### INSTRUCTIONS TO FOLLOW
Reproduce the data, keeping every word exactly as it is.

[Data extracted from a collection]
━━━━

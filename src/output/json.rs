//! JSON results file
//!
//! The results file is a pretty-printed JSON array of [`UrlAudit`] records.
//! It is rewritten in full at every checkpoint.

use crate::crawler::UrlAudit;
use crate::output::traits::{OutputError, OutputResult, ResultSink};
use std::fs;
use std::path::{Path, PathBuf};

/// Writes the results array, creating parent directories as needed
///
/// # Arguments
///
/// * `path` - Destination file (overwritten)
/// * `results` - Records to write
pub fn write_results(path: &Path, results: &[UrlAudit]) -> OutputResult<()> {
    let json = serde_json::to_string_pretty(results)?;

    let write_err = |source: std::io::Error| OutputError::Write {
        path: path.display().to_string(),
        source,
    };

    if let Some(parent) = path.parent().filter(|p| !p.as_os_str().is_empty()) {
        fs::create_dir_all(parent).map_err(write_err)?;
    }
    fs::write(path, json).map_err(write_err)?;

    Ok(())
}

/// Reads a results file written by [`write_results`]
pub fn read_results(path: &Path) -> OutputResult<Vec<UrlAudit>> {
    let content = fs::read_to_string(path).map_err(|source| OutputError::Read {
        path: path.display().to_string(),
        source,
    })?;
    Ok(serde_json::from_str(&content)?)
}

/// Result sink that rewrites a JSON file at every checkpoint
#[derive(Debug, Clone)]
pub struct JsonFileSink {
    path: PathBuf,
}

impl JsonFileSink {
    pub fn new(path: impl Into<PathBuf>) -> Self {
        Self { path: path.into() }
    }

    pub fn path(&self) -> &Path {
        &self.path
    }
}

impl ResultSink for JsonFileSink {
    fn checkpoint(&mut self, results: &[UrlAudit]) -> OutputResult<()> {
        write_results(&self.path, results)
    }

    fn finalize(&mut self, results: &[UrlAudit]) -> OutputResult<()> {
        write_results(&self.path, results)
    }
}
//! Output module for audit results and reports
//!
//! This module handles:
//! - Writing and reading the JSON results file
//! - Analyzing results for SEO, performance and accessibility issues
//! - Writing the issue CSV and the markdown summary
//! - Computing and printing result statistics

pub mod analysis;
mod csv;
mod json;
mod markdown;
pub mod stats;
mod traits;

pub use analysis::{analyze, Issue, Severity};
pub use csv::{format_issues_csv, write_issues_csv};
pub use json::{read_results, write_results, JsonFileSink};
pub use markdown::{count_issues, format_summary_markdown, write_summary_markdown};
pub use stats::{load_statistics, print_statistics, ResultStatistics};
pub use traits::{OutputError, OutputResult, ResultSink};

use crate::config::Config;
use std::path::Path;

/// Reads the results file and writes the issue CSV and markdown summary
///
/// # Returns
///
/// * `Ok(Vec<Issue>)` - The issues that were written
/// * `Err(OutputError)` - Failed to read results or write a report
pub fn generate_reports(config: &Config) -> OutputResult<Vec<Issue>> {
    let records = read_results(Path::new(&config.output.results_path))?;
    tracing::info!(
        "Analyzing {} records from {}",
        records.len(),
        config.output.results_path
    );

    let issues = analyze(&records, &config.budgets);

    write_issues_csv(&issues, Path::new(&config.output.issues_path))?;
    write_summary_markdown(&records, &issues, Path::new(&config.output.summary_path))?;

    tracing::info!(
        "[analyze] Wrote {} and {}",
        config.output.issues_path,
        config.output.summary_path
    );

    Ok(issues)
}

━━━━

### SOLUTION FOR THIS PROBLEM
filename src/output/json.rs
//! JSON results file
//!
//! The results file is a pretty-printed JSON array of [`UrlAudit`] records.
//! It is rewritten in full at every checkpoint.

use crate::crawler::UrlAudit;
use crate::output::traits::{OutputError, OutputResult, ResultSink};
use std::fs;
use std::path::{Path, PathBuf};

/// Writes the results array, creating parent directories as needed
///
/// # Arguments
///
/// * `path` - Destination file (overwritten)
/// * `results` - Records to write
pub fn write_results(path: &Path, results: &[UrlAudit]) -> OutputResult<()> {
    let json = serde_json::to_string_pretty(results)?;

    let write_err = |source: std::io::Error| OutputError::Write {
        path: path.display().to_string(),
        source,
    };

    if let Some(parent) = path.parent().filter(|p| !p.as_os_str().is_empty()) {
        fs::create_dir_all(parent).map_err(write_err)?;
    }
    fs::write(path, json).map_err(write_err)?;

    Ok(())
}

/// Reads a results file written by [`write_results`]
pub fn read_results(path: &Path) -> OutputResult<Vec<UrlAudit>> {
    let content = fs::read_to_string(path).map_err(|source| OutputError::Read {
        path: path.display().to_string(),
        source,
    })?;
    Ok(serde_json::from_str(&content)?)
}

/// Result sink that rewrites a JSON file at every checkpoint
#[derive(Debug, Clone)]
pub struct JsonFileSink {
    path: PathBuf,
}

impl JsonFileSink {
    pub fn new(path: impl Into<PathBuf>) -> Self {
        Self { path: path.into() }
    }

    pub fn path(&self) -> &Path {
        &self.path
    }
}

impl ResultSink for JsonFileSink {
    fn checkpoint(&mut self, results: &[UrlAudit]) -> OutputResult<()> {
        write_results(&self.path, results)
    }

    fn finalize(&mut self, results: &[UrlAudit]) -> OutputResult<()> {
        write_results(&self.path, results)
    }
}
//! Output module for audit results and reports
//!
//! This module handles:
//! - Writing and reading the JSON results file
//! - Analyzing results for SEO, performance and accessibility issues
//! - Writing the issue CSV and the markdown summary
//! - Computing and printing result statistics

pub mod analysis;
mod csv;
mod json;
mod markdown;
pub mod stats;
mod traits;

pub use analysis::{analyze, Issue, Severity};
pub use csv::{format_issues_csv, write_issues_csv};
pub use json::{read_results, write_results, JsonFileSink};
pub use markdown::{count_issues, format_summary_markdown, write_summary_markdown};
pub use stats::{load_statistics, print_statistics, ResultStatistics};
pub use traits::{OutputError, OutputResult, ResultSink};

use crate::config::Config;
use std::path::Path;

/// Reads the results file and writes the issue CSV and markdown summary
///
/// # Returns
///
/// * `Ok(Vec<Issue>)` - The issues that were written
/// * `Err(OutputError)` - Failed to read results or write a report
pub fn generate_reports(config: &Config) -> OutputResult<Vec<Issue>> {
    let records = read_results(Path::new(&config.output.results_path))?;
    tracing::info!(
        "Analyzing {} records from {}",
        records.len(),
        config.output.results_path
    );

    let issues = analyze(&records, &config.budgets);

    write_issues_csv(&issues, Path::new(&config.output.issues_path))?;
    write_summary_markdown(&records, &issues, Path::new(&config.output.summary_path))?;

    tracing::info!(
        "[analyze] Wrote {} and {}",
        config.output.issues_path,
        config.output.summary_path
    );

    Ok(issues)
}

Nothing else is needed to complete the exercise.